#### [Problem description]
Among the entries below, which lines include the string "bool"? Show each one.

[Opening Given records section]

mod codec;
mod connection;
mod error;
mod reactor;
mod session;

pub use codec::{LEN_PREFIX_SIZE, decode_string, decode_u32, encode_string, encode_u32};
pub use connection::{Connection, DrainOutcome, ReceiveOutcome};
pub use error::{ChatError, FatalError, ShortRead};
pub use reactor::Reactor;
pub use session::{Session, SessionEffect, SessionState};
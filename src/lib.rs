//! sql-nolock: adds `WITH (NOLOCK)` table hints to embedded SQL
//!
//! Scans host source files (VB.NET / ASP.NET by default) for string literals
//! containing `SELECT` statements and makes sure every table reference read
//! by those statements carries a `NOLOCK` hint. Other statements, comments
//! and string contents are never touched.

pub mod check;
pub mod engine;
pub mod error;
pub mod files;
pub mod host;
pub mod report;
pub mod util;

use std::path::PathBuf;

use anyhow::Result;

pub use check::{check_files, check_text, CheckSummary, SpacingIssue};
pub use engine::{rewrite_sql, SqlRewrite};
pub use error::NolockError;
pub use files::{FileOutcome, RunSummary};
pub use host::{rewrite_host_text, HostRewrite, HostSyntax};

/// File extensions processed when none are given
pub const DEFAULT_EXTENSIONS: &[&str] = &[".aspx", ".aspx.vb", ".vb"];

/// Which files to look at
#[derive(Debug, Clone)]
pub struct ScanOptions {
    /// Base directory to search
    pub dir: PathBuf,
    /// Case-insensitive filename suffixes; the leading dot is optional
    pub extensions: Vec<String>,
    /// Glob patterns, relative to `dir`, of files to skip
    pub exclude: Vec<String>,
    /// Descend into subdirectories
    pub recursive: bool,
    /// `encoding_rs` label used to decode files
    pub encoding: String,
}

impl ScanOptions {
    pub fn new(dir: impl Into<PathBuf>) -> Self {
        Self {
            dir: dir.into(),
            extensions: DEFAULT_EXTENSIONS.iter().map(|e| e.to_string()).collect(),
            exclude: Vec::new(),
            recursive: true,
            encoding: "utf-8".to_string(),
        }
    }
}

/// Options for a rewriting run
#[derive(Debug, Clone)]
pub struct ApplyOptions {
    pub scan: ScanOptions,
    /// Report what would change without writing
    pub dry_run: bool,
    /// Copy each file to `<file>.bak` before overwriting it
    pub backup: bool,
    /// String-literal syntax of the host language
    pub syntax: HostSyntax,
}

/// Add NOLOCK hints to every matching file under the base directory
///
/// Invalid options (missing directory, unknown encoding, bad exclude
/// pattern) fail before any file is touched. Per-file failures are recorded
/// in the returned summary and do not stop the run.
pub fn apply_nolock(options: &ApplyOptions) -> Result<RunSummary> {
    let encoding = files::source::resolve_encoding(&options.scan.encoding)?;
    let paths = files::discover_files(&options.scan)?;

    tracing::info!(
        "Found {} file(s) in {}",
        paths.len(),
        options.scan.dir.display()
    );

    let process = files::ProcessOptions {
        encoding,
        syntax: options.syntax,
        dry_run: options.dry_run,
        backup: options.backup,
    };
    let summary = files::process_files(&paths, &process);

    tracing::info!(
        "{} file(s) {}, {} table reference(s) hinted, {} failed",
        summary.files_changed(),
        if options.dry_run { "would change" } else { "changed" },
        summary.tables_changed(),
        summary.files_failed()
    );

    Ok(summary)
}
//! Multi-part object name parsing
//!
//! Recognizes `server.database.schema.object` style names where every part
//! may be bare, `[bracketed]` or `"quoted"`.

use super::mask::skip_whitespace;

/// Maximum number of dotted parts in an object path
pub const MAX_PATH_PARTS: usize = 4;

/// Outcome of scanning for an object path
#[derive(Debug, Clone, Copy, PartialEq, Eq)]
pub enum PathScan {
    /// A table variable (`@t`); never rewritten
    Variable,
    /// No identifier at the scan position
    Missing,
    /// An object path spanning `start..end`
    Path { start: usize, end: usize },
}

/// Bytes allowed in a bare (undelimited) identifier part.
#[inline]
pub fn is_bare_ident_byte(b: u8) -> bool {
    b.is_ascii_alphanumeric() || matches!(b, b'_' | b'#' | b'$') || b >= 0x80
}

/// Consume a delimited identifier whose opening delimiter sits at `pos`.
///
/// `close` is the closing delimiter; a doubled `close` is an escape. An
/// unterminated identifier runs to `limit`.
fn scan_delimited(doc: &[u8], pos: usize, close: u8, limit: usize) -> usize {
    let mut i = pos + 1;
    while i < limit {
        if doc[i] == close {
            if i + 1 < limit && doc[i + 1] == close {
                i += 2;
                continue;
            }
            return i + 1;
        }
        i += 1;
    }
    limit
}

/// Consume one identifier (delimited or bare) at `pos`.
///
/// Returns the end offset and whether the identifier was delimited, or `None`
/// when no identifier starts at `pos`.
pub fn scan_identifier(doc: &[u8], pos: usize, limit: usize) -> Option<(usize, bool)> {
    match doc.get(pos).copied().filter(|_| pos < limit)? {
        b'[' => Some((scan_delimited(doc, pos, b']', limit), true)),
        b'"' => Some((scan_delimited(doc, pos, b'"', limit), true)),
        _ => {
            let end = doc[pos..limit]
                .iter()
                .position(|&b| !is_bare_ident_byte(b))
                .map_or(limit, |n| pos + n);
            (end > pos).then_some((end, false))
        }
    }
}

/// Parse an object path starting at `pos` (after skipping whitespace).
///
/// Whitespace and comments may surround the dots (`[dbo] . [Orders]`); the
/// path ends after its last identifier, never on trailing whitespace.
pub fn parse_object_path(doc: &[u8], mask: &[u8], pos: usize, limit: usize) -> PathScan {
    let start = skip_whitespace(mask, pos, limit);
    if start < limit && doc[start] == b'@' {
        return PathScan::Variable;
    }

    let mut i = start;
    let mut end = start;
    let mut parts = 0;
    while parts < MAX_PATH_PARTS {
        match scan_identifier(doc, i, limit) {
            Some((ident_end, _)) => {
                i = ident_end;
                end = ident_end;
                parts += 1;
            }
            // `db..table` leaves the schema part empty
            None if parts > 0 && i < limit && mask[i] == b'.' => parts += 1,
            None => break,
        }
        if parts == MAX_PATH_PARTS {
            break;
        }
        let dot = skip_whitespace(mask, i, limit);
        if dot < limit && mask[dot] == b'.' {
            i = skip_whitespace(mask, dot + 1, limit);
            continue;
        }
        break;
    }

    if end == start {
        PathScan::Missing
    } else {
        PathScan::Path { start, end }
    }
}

[Closing Given records section]

#### [Answer for this exercise]
    pub recursive: bool,
    pub dry_run: bool,
    pub backup: bool,
pub fn is_bare_ident_byte(b: u8) -> bool {
pub fn scan_identifier(doc: &[u8], pos: usize, limit: usize) -> Option<(usize, bool)> {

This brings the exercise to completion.